American Anti-Slavery Society

amer antislavery.jpg

Icon of the American Anti-Slavery Society

The American Anti-Slavery Society was one of the most prominent abolitionist organizations in the United States of America during the early nineteenth century.

In 1833, abolitionists Theodore Weld, Arthur Tappan, and Lewis Tappan founded the American Anti-Slavery Society. These men provided local and state antislavery societies, including the Ohio Anti-Slavery Society, with an organization that could take their cause to the national level. The American Anti-Slavery Society hoped to convince both white Southerners and Northerners of slavery's inhumanity. The organization sent lecturers across the North to convince people of slavery's brutality.[1]

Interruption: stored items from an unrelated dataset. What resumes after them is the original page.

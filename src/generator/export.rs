//! PostGIS → GeoPackage export script generator.
//!
//! The generated script writes every layer into one `.gpkg` file: the first
//! layer creates the file (`mode="w"`), subsequent layers append. Each layer
//! is wrapped in its own try/except so a single failing table does not stop
//! the run; the script exits nonzero when any layer failed.

use chrono::Local;

use crate::config::DbConfig;
use crate::schema::{safe_var, Schema};

pub fn generate_export(schema: &Schema, db: &DbConfig) -> String {
    let layers = &schema.layers;
    let n = layers.len();

    let mut lines: Vec<String> = vec![
        r#"""""#.to_string(),
        "Auto-generated PostGIS -> GeoPackage export script".to_string(),
        String::new(),
        format!("Database : {} @ {}:{}", schema.database, db.host, db.port),
        format!("Generated: {}", Local::now().format("%Y-%m-%d %H:%M")),
        format!("Layers   : {n}"),
        String::new(),
        "Install:  pip install geopandas sqlalchemy psycopg2-binary".to_string(),
        format!("Run:      python <this_file>.py  ->  {}_export.gpkg", db.dbname),
        r#"""""#.to_string(),
        String::new(),
        "import os".to_string(),
        "import sys".to_string(),
        "from urllib.parse import quote_plus".to_string(),
        "import geopandas as gpd".to_string(),
        "from sqlalchemy import create_engine".to_string(),
        String::new(),
        format!(r#"DB_HOST     = "{}""#, db.host),
        format!("DB_PORT     = {}", db.port),
        format!(r#"DB_NAME     = "{}""#, db.dbname),
        format!(r#"DB_USER     = "{}""#, db.user),
        r#"DB_PASSWORD = os.environ["PGPASSWORD"]"#.to_string(),
        r#"OUTPUT_GPKG = f"{DB_NAME}_export.gpkg""#.to_string(),
        String::new(),
        "engine = create_engine(".to_string(),
        r#"    f"postgresql://{DB_USER}:{quote_plus(DB_PASSWORD)}@{DB_HOST}:{DB_PORT}/{DB_NAME}""#
            .to_string(),
        ")".to_string(),
        String::new(),
        format!(r#"print(f"[export] Writing {{OUTPUT_GPKG}} ({n} layer(s))")"#),
        "_ok = 0".to_string(),
        String::new(),
    ];

    for (i, layer) in layers.iter().enumerate() {
        let var = safe_var(&layer.table);
        let rows_hint = match layer.row_count_estimate {
            Some(est) if est >= 0 => format!("~{est} rows"),
            _ => "row count unknown".to_string(),
        };
        // First layer creates the file; subsequent layers append
        let write_mode = if i == 0 { r#""w""# } else { r#""a""# };

        lines.extend([
            format!("# {}", "=".repeat(66)),
            format!("# [{}/{n}] {}.{}", i + 1, layer.schema, layer.table),
            format!(
                "#     Geometry : {}   SRID: {}   {rows_hint}",
                layer.geometry.geom_type, layer.geometry.srid
            ),
            format!("# {}", "=".repeat(66)),
            format!(
                r#"print(f"[{}/{n}] {} ...", end=" ", flush=True)"#,
                i + 1,
                layer.table
            ),
            "try:".to_string(),
            format!("    gdf_{var} = gpd.read_postgis("),
            format!(r#"        'SELECT * FROM "{}"."{}"',"#, layer.schema, layer.table),
            "        engine,".to_string(),
            format!(r#"        geom_col="{}","#, layer.geometry.column),
            "    )".to_string(),
            format!(
                "    # CRS is preserved from PostGIS (SRID {}).",
                layer.geometry.srid
            ),
            format!("    # To reproject: gdf_{var} = gdf_{var}.to_crs(epsg=4326)"),
            format!(
                r#"    gdf_{var}.to_file(OUTPUT_GPKG, layer="{}", driver="GPKG", mode={write_mode})"#,
                layer.table
            ),
            format!(r#"    print(f"OK  ({{len(gdf_{var})}} rows)")"#),
            "    _ok += 1".to_string(),
            "except Exception as _e:".to_string(),
            r#"    print(f"FAILED  ({_e})", file=sys.stderr)"#.to_string(),
            String::new(),
        ]);
    }

    lines.extend([
        "engine.dispose()".to_string(),
        format!(r#"print(f"\n[DONE] {{_ok}}/{n} layers written to {{OUTPUT_GPKG}}")"#),
        format!("if _ok < {n}:"),
        "    sys.exit(1)".to_string(),
    ]);

    lines.join("\n")
}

Some members of the American Anti-Slavery Society travelled into Kentucky and posed as peddlers to aid fugitive escapes. Northern agents befriended the mistress of the house.  After several visits, the agent passed along escape information to slaves and escorted them to the Ohio River.   The American Anti-Slavery Society owned small skiffs kept at two crossing points along the river.[2]  Many whites who entered Kentucky were arrested; they roused suspicion as they repeatedly talked to slaves thus making arrest easier. 


 

[1] http://www.ohiohistorycentral.org/entry.php?rec=832

[2] Pamela Peters,The Underground Railroad in Floyd County, Indiana, (Jefferson: McFarland & Co., 2001), 37.